In Japan, Increased Regulation Spurs Surge in Stock Prices

16 March,2024 05:13 PM IST |  Mumbai  | 

Adnan Shah


Listenadnan@gmail.com

Amidst a landscape where regulations are tightened to boost transparency and reduce systemic risks, trading activity has shifted from shadowy over-the- counter markets managed by banks to clearinghouses, predominantly owned by stock-exchange entities. Following a prolonged period of subdued stock prices, Japan embarked on a market reorganization, urging leading companies to enhance value for investors. The successful launch of the JPX Prime 150 Index has resulted in a notable decline in the number of Japanese firms trading below book value, accompanied by a significant rally in stock prices.

At the pinnacle of the financial world hierarchy, not only banks and asset managers but also stock-exchange entities hold sway. These companies, although unassuming compared to the traditional titans, wield significant power, especially in Japan.

Stock-exchange firms play a vital role by overseeing numerous key indexes that exert a growing influence on the movement of global capital. For example, the London Stock Exchange Group Plc is responsible for the management of the UK's FTSE indices and a diverse array of other benchmarks under the Russell brand. In Japan, the most renowned index is owned by the local newspaper group Nikkei Inc, but the more practical market-cap-weighted Topix is also under its purview. The Topix index, valued at over ¥83 trillion (equivalent to $560 billion), is utilized by a substantial amount of assets for tracking purposes.

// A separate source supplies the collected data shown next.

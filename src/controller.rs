// src/controller.rs
use chrono::{DateTime, Utc};
use std::sync::Arc;
use std::time::Duration;
use tokio::sync::RwLock;
use tokio::time::Instant;
use uuid::Uuid;

use crate::backend::{AnalysisBackend, AnalysisRequest};
use crate::config::SubmissionPolicy;
use crate::errors::{AnalyzerError, Result};
use crate::models::{
    OutputPane, ViewSnapshot, FILE_PROMPT, NO_DATA_RETURNED, REMOTE_ERROR_MESSAGE, SUBMIT_LABEL,
    SUBMIT_LABEL_LOADING,
};

#[derive(Debug)]
struct FormState {
    result: Option<String>,
    file_name: Option<String>,
    in_flight: usize,
    last_access: Instant,
}

impl Default for FormState {
    fn default() -> Self {
        Self {
            result: None,
            file_name: None,
            in_flight: 0,
            last_access: Instant::now(),
        }
    }
}

impl FormState {
    fn loading(&self) -> bool {
        self.in_flight > 0
    }
}

/// Controller behind one open view of the analysis form.
///
/// The lock is never held across the remote call, so a view stays readable
/// while it is loading. Under `SubmissionPolicy::LastWriteWins` overlapping
/// submissions all run and whichever settles last owns the result slot.
pub struct FormController {
    id: Uuid,
    opened_at: DateTime<Utc>,
    backend: Arc<dyn AnalysisBackend>,
    policy: SubmissionPolicy,
    state: RwLock<FormState>,
}

impl FormController {
    pub fn new(backend: Arc<dyn AnalysisBackend>, policy: SubmissionPolicy) -> Self {
        Self {
            id: Uuid::new_v4(),
            opened_at: Utc::now(),
            backend,
            policy,
            state: RwLock::new(FormState::default()),
        }
    }

    pub fn id(&self) -> Uuid {
        self.id
    }

    /// Send `raw_text` to the remote analysis function and record what comes back.
    ///
    /// Returns the text now shown in the output pane. The future must be
    /// driven to completion; callers that may be dropped early should spawn it.
    pub async fn submit(&self, raw_text: &str) -> Result<String> {
        {
            let mut state = self.state.write().await;
            if self.policy == SubmissionPolicy::RejectWhileLoading && state.loading() {
                log::debug!("View {} refused a submission while loading", self.id);
                return Err(AnalyzerError::SubmissionInFlight);
            }
            state.in_flight += 1;
            state.result = None;
            state.last_access = Instant::now();
        }

        let outcome = self.backend.analyze(AnalysisRequest::new(raw_text)).await;

        let mut state = self.state.write().await;
        state.in_flight = state.in_flight.saturating_sub(1);
        state.last_access = Instant::now();

        match outcome {
            Ok(response) => {
                let errors = response.error_messages();
                if errors.is_empty() {
                    let text = response.body().unwrap_or(NO_DATA_RETURNED).to_string();
                    state.result = Some(text.clone());
                    Ok(text)
                } else {
                    log::error!("Remote analysis for view {} returned errors: {:?}", self.id, errors);
                    state.result = Some(REMOTE_ERROR_MESSAGE.to_string());
                    Err(AnalyzerError::RemoteErrorsReturned { errors })
                }
            }
            Err(e) => {
                log::warn!("Remote analysis call for view {} failed: {}", self.id, e);
                Err(AnalyzerError::CallThrew(e.to_string()))
            }
        }
    }

    /// Record the display name of a picked file. Nothing is uploaded.
    pub async fn select_file(&self, name: &str) {
        let name = name.trim();
        if name.is_empty() {
            return;
        }
        self.state.write().await.file_name = Some(name.to_string());
    }

    /// Mark the view as used now.
    pub async fn touch(&self) {
        self.state.write().await.last_access = Instant::now();
    }

    /// Time since the view was last opened, read, or settled a call.
    pub async fn idle_for(&self) -> Duration {
        self.state.read().await.last_access.elapsed()
    }

    /// Number of remote calls this view is still waiting on.
    pub async fn pending_calls(&self) -> usize {
        self.state.read().await.in_flight
    }

    pub async fn snapshot(&self) -> ViewSnapshot {
        let state = self.state.read().await;
        let loading = state.loading();
        ViewSnapshot {
            id: self.id,
            opened_at: self.opened_at,
            loading,
            result: state.result.clone(),
            file_name: state.file_name.clone(),
            output: OutputPane::from_state(loading, state.result.as_deref()),
            submit_label: if loading { SUBMIT_LABEL_LOADING } else { SUBMIT_LABEL }.to_string(),
            submit_disabled: loading,
            file_prompt: match &state.file_name {
                Some(name) => format!("Selected: {}", name),
                None => FILE_PROMPT.to_string(),
            },
        }
    }
}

Furthermore, in the realm of clearing, regulations aimed at enhancing transparency and mitigating systemic risks have redirected trading activities from opaque over-the-counter markets managed by banks towards clearinghouses, many of which are owned by stock-exchange entities. Japan's primary clearinghouse, the Japan Securities Clearing Corporation (JSCC), operates as a subsidiary of Japan Exchange Group Inc, the entity behind the Tokyo Stock Exchange. Currently, the JSCC clears approximately 70% of global yen interest-rate swaps, and as yen-related transactions surge amid impending changes in monetary policy, the JSCC's significance in the global markets is set to expand.

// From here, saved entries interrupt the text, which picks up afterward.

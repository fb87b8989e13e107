// tests/integration_tests.rs
use actix_web::{test, web, App};
use async_trait::async_trait;
use media_analyzer::api::{configure_routes, AppState};
use media_analyzer::backend::{AnalysisBackend, AnalysisRequest, RemoteResponse};
use media_analyzer::config::{AppConfig, BackendConfig, PayloadShape, ServerConfig, SubmissionPolicy};
use media_analyzer::errors::{AnalyzerError, Result};
use serde_json::{json, Value};
use std::sync::{Arc, Mutex};
use tokio::sync::oneshot;
use uuid::Uuid;
use wiremock::matchers::{body_json, method};
use wiremock::{Mock, MockServer, ResponseTemplate};

/// Replies according to keywords in the description and records each request.
#[derive(Default)]
struct ScriptedBackend {
    seen: Mutex<Vec<AnalysisRequest>>,
}

#[async_trait]
impl AnalysisBackend for ScriptedBackend {
    async fn analyze(&self, request: AnalysisRequest) -> Result<RemoteResponse> {
        self.seen.lock().unwrap().push(request.clone());
        let text = request.description.as_str();
        if text.contains("fail") {
            Err(AnalyzerError::ApiError { status: 401, body: "session expired".to_string() })
        } else if text.contains("errors") {
            Ok(RemoteResponse::with_errors(["ValidationException"]))
        } else if text.contains("empty") {
            Ok(RemoteResponse::default())
        } else {
            Ok(RemoteResponse::with_body(format!("analysis of: {}", text)))
        }
    }
}

/// Holds the first call open until the test releases it; later calls answer at once.
struct GatedBackend {
    gate: Mutex<Option<oneshot::Receiver<RemoteResponse>>>,
}

impl GatedBackend {
    fn new() -> (Arc<Self>, oneshot::Sender<RemoteResponse>) {
        let (tx, rx) = oneshot::channel();
        (Arc::new(Self { gate: Mutex::new(Some(rx)) }), tx)
    }
}

#[async_trait]
impl AnalysisBackend for GatedBackend {
    async fn analyze(&self, request: AnalysisRequest) -> Result<RemoteResponse> {
        let gate = self.gate.lock().unwrap().take();
        match gate {
            Some(rx) => rx
                .await
                .map_err(|_| AnalyzerError::CallThrew("gate dropped".to_string())),
            None => Ok(RemoteResponse::with_body(format!("ungated: {}", request.description))),
        }
    }
}

fn test_config(function_url: &str) -> AppConfig {
    AppConfig {
        backend: BackendConfig {
            function_url: function_url.to_string(),
            session_token: Some("session-token".to_string()),
            payload_shape: PayloadShape::Description,
        },
        server: ServerConfig::default(),
        submission_policy: SubmissionPolicy::LastWriteWins,
        username: Some("alice".to_string()),
        view_ttl_secs: 1800,
    }
}

fn scripted_state() -> (AppState, Arc<ScriptedBackend>) {
    let backend = Arc::new(ScriptedBackend::default());
    let state = AppState::with_backend(test_config("http://localhost:9/fn"), backend.clone());
    (state, backend)
}

macro_rules! app {
    ($state:expr) => {
        test::init_service(
            App::new()
                .app_data(web::Data::new($state.clone()))
                .configure(configure_routes),
        )
        .await
    };
}

macro_rules! open_view_id {
    ($app:expr) => {{
        let req = test::TestRequest::post().uri("/api/v1/views").to_request();
        let view: Value = test::call_and_read_body_json($app, req).await;
        view["id"].as_str().unwrap().to_string()
    }};
}

#[actix_web::test]
async fn test_health_and_session() {
    let (state, _) = scripted_state();
    let app = app!(state);

    let req = test::TestRequest::get().uri("/api/v1/health").to_request();
    let body: Value = test::call_and_read_body_json(&app, req).await;
    assert_eq!(body["status"], "healthy");
    assert_eq!(body["service"], "media-analyzer");

    let req = test::TestRequest::get().uri("/api/v1/session").to_request();
    let body: Value = test::call_and_read_body_json(&app, req).await;
    assert_eq!(body["username"], "alice");
}

#[actix_web::test]
async fn test_serves_embedded_page() {
    let (state, _) = scripted_state();
    let app = app!(state);

    let req = test::TestRequest::get().uri("/").to_request();
    let resp = test::call_service(&app, req).await;
    assert!(resp.status().is_success());
    assert!(resp.headers().get("content-type").unwrap().to_str().unwrap().starts_with("text/html"));
    let body = test::read_body(resp).await;
    assert!(String::from_utf8_lossy(&body).contains("Media Analyzer"));

    let req = test::TestRequest::get().uri("/missing.png").to_request();
    let resp = test::call_service(&app, req).await;
    assert_eq!(resp.status(), 404);
}

#[actix_web::test]
async fn test_new_view_starts_idle() {
    let (state, _) = scripted_state();
    let app = app!(state);

    let req = test::TestRequest::post().uri("/api/v1/views").to_request();
    let resp = test::call_service(&app, req).await;
    assert_eq!(resp.status(), 201);

    let view: Value = test::read_body_json(resp).await;
    assert_eq!(view["loading"], false);
    assert_eq!(view["result"], Value::Null);
    assert_eq!(view["output"]["kind"], "placeholder");
    assert_eq!(view["submit_label"], "Run AI Analysis");
    assert_eq!(view["file_prompt"], "Click to choose a file or drag it here");
    assert_eq!(state.view_count().await, 1);
}

#[actix_web::test]
async fn test_submit_shows_returned_body() {
    let (state, backend) = scripted_state();
    let app = app!(state);
    let id = open_view_id!(&app);

    let req = test::TestRequest::post()
        .uri(&format!("/api/v1/views/{}/submit", id))
        .set_json(json!({ "description": "two speakers" }))
        .to_request();
    let body: Value = test::call_and_read_body_json(&app, req).await;

    assert_eq!(body["outcome"], "completed");
    assert_eq!(body["message"], "analysis of: two speakers");
    assert_eq!(body["view"]["loading"], false);
    assert_eq!(body["view"]["output"]["kind"], "result");
    assert_eq!(body["view"]["output"]["text"], "analysis of: two speakers");

    let req = test::TestRequest::get().uri(&format!("/api/v1/views/{}", id)).to_request();
    let view: Value = test::call_and_read_body_json(&app, req).await;
    assert_eq!(view["result"], "analysis of: two speakers");
    assert_eq!(backend.seen.lock().unwrap().len(), 1);
}

#[actix_web::test]
async fn test_empty_body_and_remote_errors() {
    let (state, _) = scripted_state();
    let app = app!(state);
    let id = open_view_id!(&app);

    let req = test::TestRequest::post()
        .uri(&format!("/api/v1/views/{}/submit", id))
        .set_json(json!({ "description": "empty please" }))
        .to_request();
    let body: Value = test::call_and_read_body_json(&app, req).await;
    assert_eq!(body["outcome"], "completed");
    assert_eq!(body["view"]["result"], "No data returned");

    let req = test::TestRequest::post()
        .uri(&format!("/api/v1/views/{}/submit", id))
        .set_json(json!({ "description": "errors please" }))
        .to_request();
    let body: Value = test::call_and_read_body_json(&app, req).await;
    assert_eq!(body["outcome"], "remote_errors_returned");
    assert_eq!(body["view"]["result"], "An error occurred. Check the console for details.");
    assert!(!body.to_string().contains("ValidationException"));
}

#[actix_web::test]
async fn test_call_failure_sets_alert() {
    let (state, _) = scripted_state();
    let app = app!(state);
    let id = open_view_id!(&app);

    let req = test::TestRequest::post()
        .uri(&format!("/api/v1/views/{}/submit", id))
        .set_json(json!({ "description": "this will fail" }))
        .to_request();
    let resp = test::call_service(&app, req).await;
    assert_eq!(resp.status(), 200);

    let body: Value = test::read_body_json(resp).await;
    assert_eq!(body["outcome"], "call_threw");
    assert_eq!(body["view"]["result"], Value::Null);
    assert_eq!(body["view"]["output"]["kind"], "placeholder");
    let alert = body["alert"].as_str().unwrap();
    assert!(alert.starts_with("An error occurred: "));
    assert!(alert.contains("session expired"));
}

#[actix_web::test]
async fn test_selected_file_is_display_only() {
    let (state, backend) = scripted_state();
    let app = app!(state);
    let id = open_view_id!(&app);

    let req = test::TestRequest::post()
        .uri(&format!("/api/v1/views/{}/file", id))
        .set_json(json!({ "name": "standup.mp3" }))
        .to_request();
    let view: Value = test::call_and_read_body_json(&app, req).await;
    assert_eq!(view["file_name"], "standup.mp3");
    assert_eq!(view["file_prompt"], "Selected: standup.mp3");
    assert_eq!(view["output"]["kind"], "placeholder");

    let req = test::TestRequest::post()
        .uri(&format!("/api/v1/views/{}/submit", id))
        .set_json(json!({ "description": "daily standup" }))
        .to_request();
    let body: Value = test::call_and_read_body_json(&app, req).await;
    assert_eq!(body["view"]["file_name"], "standup.mp3");

    let seen = backend.seen.lock().unwrap();
    assert_eq!(seen.len(), 1);
    assert_eq!(seen[0], AnalysisRequest::new("daily standup"));
}

#[actix_web::test]
async fn test_unknown_and_closed_views() {
    let (state, _) = scripted_state();
    let app = app!(state);

    let missing = uuid::Uuid::new_v4();
    let req = test::TestRequest::get().uri(&format!("/api/v1/views/{}", missing)).to_request();
    assert_eq!(test::call_service(&app, req).await.status(), 404);

    let id = open_view_id!(&app);
    let req = test::TestRequest::delete().uri(&format!("/api/v1/views/{}", id)).to_request();
    assert_eq!(test::call_service(&app, req).await.status(), 204);

    let req = test::TestRequest::post()
        .uri(&format!("/api/v1/views/{}/submit", id))
        .set_json(json!({ "description": "too late" }))
        .to_request();
    assert_eq!(test::call_service(&app, req).await.status(), 404);
    assert_eq!(state.view_count().await, 0);
}

#[actix_web::test]
async fn test_submit_through_http_backend() {
    let server = MockServer::start().await;
    Mock::given(method("POST"))
        .and(body_json(json!({ "description": "product demo" })))
        .respond_with(ResponseTemplate::new(200).set_body_json(json!({
            "data": { "body": "Speaker 1 introduces the app." },
            "errors": null
        })))
        .expect(1)
        .mount(&server)
        .await;

    let state = AppState::new(test_config(&format!("{}/ask", server.uri())));
    let app = app!(state);
    let id = open_view_id!(&app);

    let req = test::TestRequest::post()
        .uri(&format!("/api/v1/views/{}/submit", id))
        .set_json(json!({ "description": "product demo" }))
        .to_request();
    let body: Value = test::call_and_read_body_json(&app, req).await;

    assert_eq!(body["outcome"], "completed");
    assert_eq!(body["view"]["result"], "Speaker 1 introduces the app.");
}

#[actix_web::test]
async fn test_second_submit_conflicts_while_loading() {
    let (backend, release) = GatedBackend::new();
    let mut config = test_config("http://localhost:9/fn");
    config.submission_policy = SubmissionPolicy::RejectWhileLoading;
    let state = AppState::with_backend(config, backend);
    let app = app!(state);
    let id = open_view_id!(&app);
    let view_id: Uuid = id.parse().unwrap();

    let first_req = test::TestRequest::post()
        .uri(&format!("/api/v1/views/{}/submit", id))
        .set_json(json!({ "description": "first clip" }))
        .to_request();
    let second_req = test::TestRequest::post()
        .uri(&format!("/api/v1/views/{}/submit", id))
        .set_json(json!({ "description": "second clip" }))
        .to_request();

    let (first, second) = tokio::join!(test::call_service(&app, first_req), async {
        let controller = state.view(view_id).await.unwrap();
        while controller.pending_calls().await == 0 {
            tokio::task::yield_now().await;
        }
        let resp = test::call_service(&app, second_req).await;
        release.send(RemoteResponse::with_body("first answer")).ok();
        resp
    });

    assert_eq!(second.status(), 409);
    let body: Value = test::read_body_json(second).await;
    assert!(body["error"].as_str().unwrap().contains("already in flight"));

    assert_eq!(first.status(), 200);
    let body: Value = test::read_body_json(first).await;
    assert_eq!(body["outcome"], "completed");
    assert_eq!(body["view"]["result"], "first answer");

    let req = test::TestRequest::get().uri(&format!("/api/v1/views/{}", id)).to_request();
    let view: Value = test::call_and_read_body_json(&app, req).await;
    assert_eq!(view["result"], "first answer");
    assert_eq!(view["loading"], false);
}

#[actix_web::test]
async fn test_alert_belongs_to_the_failed_submission_only() {
    let (state, _) = scripted_state();
    let app = app!(state);
    let id = open_view_id!(&app);

    let req = test::TestRequest::post()
        .uri(&format!("/api/v1/views/{}/submit", id))
        .set_json(json!({ "description": "this will fail" }))
        .to_request();
    let body: Value = test::call_and_read_body_json(&app, req).await;
    assert!(body["alert"].is_string());

    let req = test::TestRequest::post()
        .uri(&format!("/api/v1/views/{}/submit", id))
        .set_json(json!({ "description": "retry" }))
        .to_request();
    let body: Value = test::call_and_read_body_json(&app, req).await;
    assert_eq!(body["outcome"], "completed");
    assert_eq!(body["alert"], Value::Null);
    assert!(body["view"].get("alert").is_none());
}

#[actix_web::test]
async fn test_page_shows_loading_before_submit_request() {
    let (state, _) = scripted_state();
    let app = app!(state);

    let req = test::TestRequest::get().uri("/app.js").to_request();
    let resp = test::call_service(&app, req).await;
    assert!(resp.status().is_success());
    let script = String::from_utf8(test::read_body(resp).await.to_vec()).unwrap();

    let handler = &script[script.find("form.addEventListener(\"submit\"").unwrap()..];
    let loading = handler.find("renderLoading()").unwrap();
    let request = handler.find("/submit`").unwrap();
    assert!(loading < request);
    assert!(!handler.contains("body.view.alert"));
}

Beyond clearing operations, the influence of stock-exchange companies is extending further into corporate boardrooms. While exchanges have historically shaped corporate governance standards through the companies listed on their platforms, they are now exerting more authority, particularly in countries like Japan and Korea.

Back in 1869, the New York Stock Exchange took a proactive step by establishing a dedicated committee to assess applications for listing

securities. This committee had a keen interest in evaluating the integrity and trustworthiness of potential issuers. As time progressed, the exchange introduced specific criteria, such as mandating the distribution of annual reports, reporting quarterly earnings, and conducting independent audits. These requirements were later incorporated into the Securities Exchange Act of 1934 by Congress. However, the NYSE continued to raise the bar by implementing additional standards. Companies listing on the exchange were now obliged to seek shareholder approval for significant acquisitions, maintain a minimum number of outside directors on their boards, and form an audit committee comprising independent directors.

Regulations aimed at enhancing transparency and mitigating systemic frisks have shifted trading away from opaque over-the-counter markets overseen by banks and towards clearinghouses, many of which are owned by stock- exchange firms. Japan, following years of stagnant stock prices, undertook a restructuring of its market segments, urging top-tier companies to deliver greater value to investors. The introduction of the JPX Prime 150 Index has proven to be a triumph, with a notable decrease in the number of Japanese companies trading below book value and a subsequent uptick in stock prices.

Adnan Shah is a investment analyst & Securities broker based in Jammu & Kashmir.